• Given records:
use anyhow::Result;
use clap::Parser;
use std::sync::Arc;
use tracing::{error, info};

use gsv_supervisor::{AlwaysRestart, ServerSupervisor, SupervisorConfig};

/// Game server supervisor
#[derive(Parser, Debug)]
#[command(author, version, about, long_about = None)]
struct Args {
    /// Configuration file path (YAML)
    #[arg(short, long, value_name = "FILE", default_value = "config/supervisor.yaml")]
    config: String,

    /// Enable debug logging
    #[arg(short, long)]
    debug: bool,

    /// Restart the server after every exit (overrides config)
    #[arg(long)]
    auto_live: bool,

    /// Restart after crashes without asking on the terminal
    #[arg(long)]
    headless: bool,
}

#[tokio::main]
async fn main() -> Result<()> {
    let args = Args::parse();

    let mut config = SupervisorConfig::load_from_file(&args.config)?;
    if args.auto_live {
        config.auto_live = true;
    }

    let level = if args.debug { "debug" } else { config.log_level.as_str() };
    initialize_logging(level)?;

    info!("Starting game server supervisor");
    info!("Config file: {}", args.config);
    info!(
        "Server: {} (auto-live: {})",
        config.executable_path().display(),
        config.auto_live
    );

    let mut builder = ServerSupervisor::builder(config);
    if args.headless {
        builder = builder.prompt(Arc::new(AlwaysRestart));
    }
    let supervisor = builder.build()?;

    let signal = shutdown_signal();
    tokio::pin!(signal);

    // Startup can spend a while retrying the remote channel
    tokio::select! {
        result = supervisor.initialize() => {
            if let Err(e) = result {
                error!("Failed to initialize supervisor: {}", e);
                std::process::exit(1);
            }
            info!("Supervisor started");
        }
        received = &mut signal => {
            received?;
            info!("Shutdown requested during startup");
            stop(&supervisor).await;
            return Ok(());
        }
    }

    tokio::select! {
        received = &mut signal => {
            received?;
            stop(&supervisor).await;
        }
        code = supervisor.wait_for_exit_request() => {
            supervisor.close();
            info!("Exiting with code {}", code);
            std::process::exit(code);
        }
    }

    Ok(())
}

/// Operator-requested shutdown.
async fn stop(supervisor: &ServerSupervisor) {
    info!("Shutting down server...");
    if let Err(e) = supervisor.shutdown().await {
        error!("Shutdown failed: {}", e);
    }
    supervisor.close();
    info!("Supervisor stopped");
}

fn initialize_logging(level: &str) -> Result<()> {
    tracing_subscriber::fmt()
        .with_env_filter(
            tracing_subscriber::EnvFilter::try_from_default_env()
                .unwrap_or_else(|_| tracing_subscriber::EnvFilter::new(level)),
        )
        .with_target(false)
        .with_thread_ids(true)
        .init();

    Ok(())
}

/// Resolves on the first SIGTERM or SIGINT (Ctrl+C on Windows).
async fn shutdown_signal() -> Result<()> {
    use tokio::signal;

    #[cfg(unix)]
    {
        let mut sigterm = signal::unix::signal(signal::unix::SignalKind::terminate())?;
        let mut sigint = signal::unix::signal(signal::unix::SignalKind::interrupt())?;

        tokio::select! {
            _ = sigterm.recv() => {
                info!("Received SIGTERM signal");
            }
            _ = sigint.recv() => {
                info!("Received SIGINT signal");
            }
        }
    }

    #[cfg(windows)]
    {
        signal::ctrl_c().await?;
        info!("Received Ctrl+C signal");
    }

    Ok(())
}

• Your assignment:
Show every line above in which the word "AlwaysRestart" appears.

• The completed task:
use gsv_supervisor::{AlwaysRestart, ServerSupervisor, SupervisorConfig};
        builder = builder.prompt(Arc::new(AlwaysRestart));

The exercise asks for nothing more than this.